Resolves upon publication of the 2025 DHS Yearbook of Immigration Statistics, or earlier if official DHS data is available that can reasonably be expected to contain identical data to what will be in the Yearbook:
https://ohss.dhs.gov/topics/immigration/yearbook
The US nonimmigrant inadmissibility rate for the purposes of this market is defined as:rate = inadmissible / (admissions + inadmissible)
If this rate is at least three times as high in 2025 as it was in 2024, the market resolves YES. Otherwise it resolves NO. Both the 2025 and 2024 rates will be calculated from data published in the 2025 yearbook, disregarding any data in the 2024 yearbook.

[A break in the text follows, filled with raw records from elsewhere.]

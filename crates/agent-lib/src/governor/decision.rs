//! Eviction decision
//!
//! Greedy proportional-overage selection: while the total usage is at or
//! above the ceiling, stop the app whose usage exceeds its declared limit by
//! the largest factor. Apps without a limit have ratio 0 and are never
//! chosen. Ties go to the app that reported first in the round.

use std::collections::HashMap;

/// Memory readings of the current round, in first-seen order
#[derive(Debug, Default, Clone)]
pub struct UsageTable {
    entries: Vec<(String, u64)>,
}

impl UsageTable {
    pub fn new() -> Self {
        Self::default()
    }

    /// Record a reading. A repeated report overwrites the value and keeps
    /// the app's original position.
    pub fn record(&mut self, container_id: &str, memory_usage: u64) {
        match self.entries.iter_mut().find(|(id, _)| id == container_id) {
            Some(entry) => entry.1 = memory_usage,
            None => self
                .entries
                .push((container_id.to_string(), memory_usage)),
        }
    }

    /// Drop readings of apps that are no longer registered
    pub fn retain_registered(&mut self, registered: &HashMap<String, Option<f64>>) {
        self.entries.retain(|(id, _)| registered.contains_key(id));
    }

    /// Whether every registered app has reported this round. Assumes
    /// `retain_registered` ran against the same set.
    pub fn covers(&self, registered: &HashMap<String, Option<f64>>) -> bool {
        !self.entries.is_empty() && self.entries.len() == registered.len()
    }

    pub fn entries(&self) -> &[(String, u64)] {
        &self.entries
    }

    pub fn len(&self) -> usize {
        self.entries.len()
    }

    pub fn is_empty(&self) -> bool {
        self.entries.is_empty()
    }

    pub fn clear(&mut self) {
        self.entries.clear();
    }
}

/// An app selected for termination
#[derive(Debug, Clone, PartialEq)]
pub struct Victim {
    pub container_id: String,
    pub memory_usage: u64,
    pub overage_ratio: f64,
}

/// Result of one decision round
#[derive(Debug, Clone, PartialEq)]
pub struct Outcome {
    pub total_usage: u64,
    /// Total usage once every victim is gone
    pub remaining_usage: u64,
    pub victims: Vec<Victim>,
    /// The ceiling was still exceeded when no candidate with a positive
    /// ratio was left
    pub unrelieved: bool,
}

impl Outcome {
    pub fn over_ceiling(&self) -> bool {
        self.total_usage != self.remaining_usage || self.unrelieved
    }
}

/// Usage divided by the declared limit; 0 without a usable limit
pub fn overage_ratio(memory_usage: u64, limit: Option<f64>) -> f64 {
    match limit {
        Some(limit) if limit > 0.0 => memory_usage as f64 / limit,
        _ => 0.0,
    }
}

/// Choose the apps to stop so that total usage drops below `ceiling`
pub fn plan_evictions(
    entries: &[(String, u64)],
    limits: &HashMap<String, Option<f64>>,
    ceiling: u64,
) -> Outcome {
    let total_usage: u64 = entries.iter().map(|(_, usage)| *usage).sum();
    let mut remaining = total_usage;
    let mut victims = Vec::new();
    let mut unrelieved = false;

    let mut candidates: Vec<(&str, u64, f64)> = entries
        .iter()
        .map(|(id, usage)| {
            let limit = limits.get(id).copied().flatten();
            (id.as_str(), *usage, overage_ratio(*usage, limit))
        })
        .collect();

    while remaining >= ceiling {
        let mut best: Option<usize> = None;
        for (idx, (_, _, ratio)) in candidates.iter().enumerate() {
            if best.map_or(true, |b| *ratio > candidates[b].2) {
                best = Some(idx);
            }
        }

        let Some(idx) = best.filter(|&b| candidates[b].2 > 0.0) else {
            unrelieved = true;
            break;
        };

        let (id, usage, ratio) = candidates.remove(idx);
        remaining = remaining.saturating_sub(usage);
        victims.push(Victim {
            container_id: id.to_string(),
            memory_usage: usage,
            overage_ratio: ratio,
        });
    }

    Outcome {
        total_usage,
        remaining_usage: remaining,
        victims,
        unrelieved,
    }
}

#[cfg(test)]
mod tests {
    use super::*;

    fn entries(items: &[(&str, u64)]) -> Vec<(String, u64)> {
        items.iter().map(|(id, u)| (id.to_string(), *u)).collect()
    }

    fn limits(items: &[(&str, Option<f64>)]) -> HashMap<String, Option<f64>> {
        items.iter().map(|(id, l)| (id.to_string(), *l)).collect()
    }

    fn victim_ids(outcome: &Outcome) -> Vec<&str> {
        outcome
            .victims
            .iter()
            .map(|v| v.container_id.as_str())
            .collect()
    }

    #[test]
    fn test_under_ceiling_no_action() {
        let outcome = plan_evictions(
            &entries(&[("a", 100), ("b", 200)]),
            &limits(&[("a", Some(50.0)), ("b", Some(50.0))]),
            600,
        );
        assert!(outcome.victims.is_empty());
        assert!(!outcome.unrelieved);
        assert!(!outcome.over_ceiling());
        assert_eq!(outcome.total_usage, 300);
    }

    #[test]
    fn test_worst_offender_only() {
        let outcome = plan_evictions(
            &entries(&[("A", 300), ("B", 500), ("C", 200)]),
            &limits(&[("A", Some(400.0)), ("B", Some(400.0)), ("C", Some(400.0))]),
            600,
        );

        assert_eq!(victim_ids(&outcome), vec!["B"]);
        assert_eq!(outcome.victims[0].overage_ratio, 1.25);
        assert_eq!(outcome.total_usage, 1000);
        assert_eq!(outcome.remaining_usage, 500);
        assert!(!outcome.unrelieved);
    }

    #[test]
    fn test_total_equal_to_ceiling_triggers() {
        let outcome = plan_evictions(
            &entries(&[("a", 300), ("b", 300)]),
            &limits(&[("a", Some(100.0)), ("b", Some(200.0))]),
            600,
        );
        assert_eq!(victim_ids(&outcome), vec!["a"]);
    }

    #[test]
    fn test_multiple_victims_in_ratio_order() {
        let outcome = plan_evictions(
            &entries(&[("a", 400), ("b", 400), ("c", 400)]),
            &limits(&[("a", Some(200.0)), ("b", Some(100.0)), ("c", Some(400.0))]),
            500,
        );
        assert_eq!(victim_ids(&outcome), vec!["b", "a"]);
        assert_eq!(outcome.remaining_usage, 400);
    }

    #[test]
    fn test_unlimited_app_never_chosen() {
        let outcome = plan_evictions(
            &entries(&[("big", 10_000), ("small", 300)]),
            &limits(&[("big", None), ("small", Some(100.0))]),
            1_000,
        );

        assert_eq!(victim_ids(&outcome), vec!["small"]);
        assert!(outcome.unrelieved);
        assert_eq!(outcome.remaining_usage, 10_000);
    }

    #[test]
    fn test_no_limits_at_all_is_unrelieved() {
        let outcome = plan_evictions(
            &entries(&[("a", 900), ("b", 900)]),
            &limits(&[("a", None), ("b", None)]),
            1_000,
        );
        assert!(outcome.victims.is_empty());
        assert!(outcome.unrelieved);
        assert!(outcome.over_ceiling());
    }

    #[test]
    fn test_tie_goes_to_first_reported() {
        let l = limits(&[("x", Some(100.0)), ("y", Some(100.0))]);

        let outcome = plan_evictions(&entries(&[("y", 200), ("x", 200)]), &l, 300);
        assert_eq!(victim_ids(&outcome), vec!["y"]);

        let outcome = plan_evictions(&entries(&[("x", 200), ("y", 200)]), &l, 300);
        assert_eq!(victim_ids(&outcome), vec!["x"]);
    }

    #[test]
    fn test_overage_ratio() {
        assert_eq!(overage_ratio(500, Some(400.0)), 1.25);
        assert_eq!(overage_ratio(500, None), 0.0);
        assert_eq!(overage_ratio(500, Some(0.0)), 0.0);
    }

    #[test]
    fn test_usage_table_keeps_first_seen_order() {
        let mut table = UsageTable::new();
        table.record("b", 1);
        table.record("a", 2);
        table.record("b", 3);

        assert_eq!(table.entries(), &entries(&[("b", 3), ("a", 2)])[..]);
    }

    #[test]
    fn test_usage_table_covers_and_prunes() {
        let registered = limits(&[("a", None), ("b", None)]);
        let mut table = UsageTable::new();
        assert!(!table.covers(&registered));

        table.record("a", 1);
        table.record("gone", 5);
        table.retain_registered(&registered);
        assert_eq!(table.len(), 1);
        assert!(!table.covers(&registered));

        table.record("b", 1);
        assert!(table.covers(&registered));

        table.clear();
        assert!(table.is_empty());
    }
}
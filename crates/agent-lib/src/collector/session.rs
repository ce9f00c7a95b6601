//! Persistent in-container probe session
//!
//! A session is one long-lived shell inside the container. Every run writes
//! the probe command followed by an end marker to the shell's input and reads
//! its output up to that marker, so one exec instance serves the app for its
//! whole lifetime.

use crate::error::CollectError;
use std::fmt;
use std::pin::Pin;
use tokio::io::{AsyncWrite, AsyncWriteExt};
use tokio_stream::{Stream, StreamExt};

/// Line the shell echoes after every probe command
pub const END_MARKER: &str = "__agent_probe_end__";

/// Write half of a session: the shell's standard input
pub type ProbeInput = Pin<Box<dyn AsyncWrite + Send>>;

/// Read half of a session: chunks of the shell's standard output
pub type ProbeOutput = Pin<Box<dyn Stream<Item = Result<Vec<u8>, CollectError>> + Send>>;

/// Handle to a shell running inside a container
pub struct ProbeSession {
    container_id: String,
    command: String,
    input: ProbeInput,
    output: ProbeOutput,
    pending: Vec<u8>,
    broken: bool,
}

impl ProbeSession {
    pub fn new(
        container_id: impl Into<String>,
        command: impl Into<String>,
        input: ProbeInput,
        output: ProbeOutput,
    ) -> Self {
        Self {
            container_id: container_id.into(),
            command: command.into(),
            input,
            output,
            pending: Vec::new(),
            broken: false,
        }
    }

    pub fn container_id(&self) -> &str {
        &self.container_id
    }

    /// A broken session cannot be run again and has to be replaced
    pub fn is_broken(&self) -> bool {
        self.broken
    }

    /// Mark the session unusable, e.g. after a run was abandoned mid-read
    pub fn mark_broken(&mut self) {
        self.broken = true;
    }

    /// Run the probe command once and return everything it printed
    pub async fn run(&mut self) -> Result<String, CollectError> {
        if self.broken {
            return Err(CollectError::Probe("probe session is broken".to_string()));
        }

        let result = self.exchange().await;
        if result.is_err() {
            self.broken = true;
        }
        result
    }

    async fn exchange(&mut self) -> Result<String, CollectError> {
        let line = format!("{}; echo {}\n", self.command, END_MARKER);
        self.input
            .write_all(line.as_bytes())
            .await
            .map_err(|e| CollectError::Probe(format!("write to probe session: {}", e)))?;
        self.input
            .flush()
            .await
            .map_err(|e| CollectError::Probe(format!("write to probe session: {}", e)))?;

        loop {
            if let Some(output) = take_until_marker(&mut self.pending) {
                return Ok(output);
            }

            match self.output.next().await {
                Some(Ok(chunk)) => self.pending.extend_from_slice(&chunk),
                Some(Err(e)) => return Err(e),
                None => return Err(CollectError::Probe("probe session closed".to_string())),
            }
        }
    }
}

impl fmt::Debug for ProbeSession {
    fn fmt(&self, f: &mut fmt::Formatter<'_>) -> fmt::Result {
        f.debug_struct("ProbeSession")
            .field("container_id", &self.container_id)
            .field("command", &self.command)
            .field("broken", &self.broken)
            .finish()
    }
}

/// Split off the output preceding the first marker line, if it has arrived
fn take_until_marker(pending: &mut Vec<u8>) -> Option<String> {
    let marker = format!("{}\n", END_MARKER);
    let marker = marker.as_bytes();

    let pos = pending
        .windows(marker.len())
        .enumerate()
        .find(|(i, window)| *window == marker && (*i == 0 || pending[i - 1] == b'\n'))
        .map(|(i, _)| i)?;

    let output = String::from_utf8_lossy(&pending[..pos]).into_owned();
    pending.drain(..pos + marker.len());
    Some(output)
}

#[cfg(test)]
mod tests {
    use super::*;
    use tokio::io::{AsyncBufReadExt, BufReader};
    use tokio::sync::mpsc;
    use tokio_stream::wrappers::ReceiverStream;

    /// Session wired to in-memory pipes. Returns the session, the shell side
    /// of its input and the sender feeding its output.
    fn pipe_session() -> (
        ProbeSession,
        BufReader<tokio::io::DuplexStream>,
        mpsc::Sender<Result<Vec<u8>, CollectError>>,
    ) {
        let (input, shell) = tokio::io::duplex(1024);
        let (out_tx, out_rx) = mpsc::channel(8);
        let session = ProbeSession::new(
            "c1",
            "cat /proc/net/dev",
            Box::pin(input),
            Box::pin(ReceiverStream::new(out_rx)),
        );
        (session, BufReader::new(shell), out_tx)
    }

    fn chunk(text: &str) -> Result<Vec<u8>, CollectError> {
        Ok(text.as_bytes().to_vec())
    }

    #[test]
    fn test_take_until_marker() {
        let mut pending = format!("a\nb\n{}\nrest", END_MARKER).into_bytes();
        assert_eq!(take_until_marker(&mut pending).as_deref(), Some("a\nb\n"));
        assert_eq!(pending, b"rest");

        let mut partial = format!("a\n{}", END_MARKER).into_bytes();
        assert!(take_until_marker(&mut partial).is_none());
    }

    #[test]
    fn test_marker_must_start_a_line() {
        let mut pending = format!("x{}\n", END_MARKER).into_bytes();
        assert!(take_until_marker(&mut pending).is_none());
    }

    #[tokio::test]
    async fn test_run_writes_command_and_reads_to_marker() {
        let (mut session, mut shell, out_tx) = pipe_session();

        out_tx.send(chunk(" vnbe1: 1 2")).await.unwrap();
        out_tx
            .send(chunk(&format!(" 3\n{}\n", END_MARKER)))
            .await
            .unwrap();

        let output = session.run().await.unwrap();
        assert_eq!(output, " vnbe1: 1 2 3\n");

        let mut line = String::new();
        shell.read_line(&mut line).await.unwrap();
        assert_eq!(line, format!("cat /proc/net/dev; echo {}\n", END_MARKER));
        assert!(!session.is_broken());
    }

    #[tokio::test]
    async fn test_session_serves_many_runs() {
        let (mut session, _shell, out_tx) = pipe_session();

        for i in 0..3 {
            out_tx
                .send(chunk(&format!("run {}\n{}\n", i, END_MARKER)))
                .await
                .unwrap();
            assert_eq!(session.run().await.unwrap(), format!("run {}\n", i));
        }
    }

    #[tokio::test]
    async fn test_closed_output_breaks_session() {
        let (mut session, _shell, out_tx) = pipe_session();
        drop(out_tx);

        let result = session.run().await;
        assert!(matches!(result, Err(CollectError::Probe(_))));
        assert!(session.is_broken());

        // no further writes once broken
        assert!(session.run().await.is_err());
    }

    #[tokio::test]
    async fn test_stream_error_breaks_session() {
        let (mut session, _shell, out_tx) = pipe_session();
        out_tx
            .send(Err(CollectError::Probe("exec gone".to_string())))
            .await
            .unwrap();

        assert!(session.run().await.is_err());
        assert!(session.is_broken());
    }
}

As an example, in the 2022 yearbook of immigration statistics:
https://ohss.dhs.gov/sites/default/files/2024-03/2023_0818_plcy_yearbook_immigration_statistics_fy2022.pdf
Total nonimmigrant admissions (Table 25, page 65):
2021: 35,300,000
2022: 96,800,000
Inadmissibility determinations are (Table 37, page 98):
2021: 294,351
2022: 551,928
Therefore the inadmissibility rate is:
2021: 0.83%
2022: 0.57%
Potentially more timely publication of some of the same data can be found here:
https://ohss.dhs.gov/topics/immigration
Though I'm yet to see a data table other than that in the Yearbook that includes all nonimmigrant admissions, and not only I-94 admissions.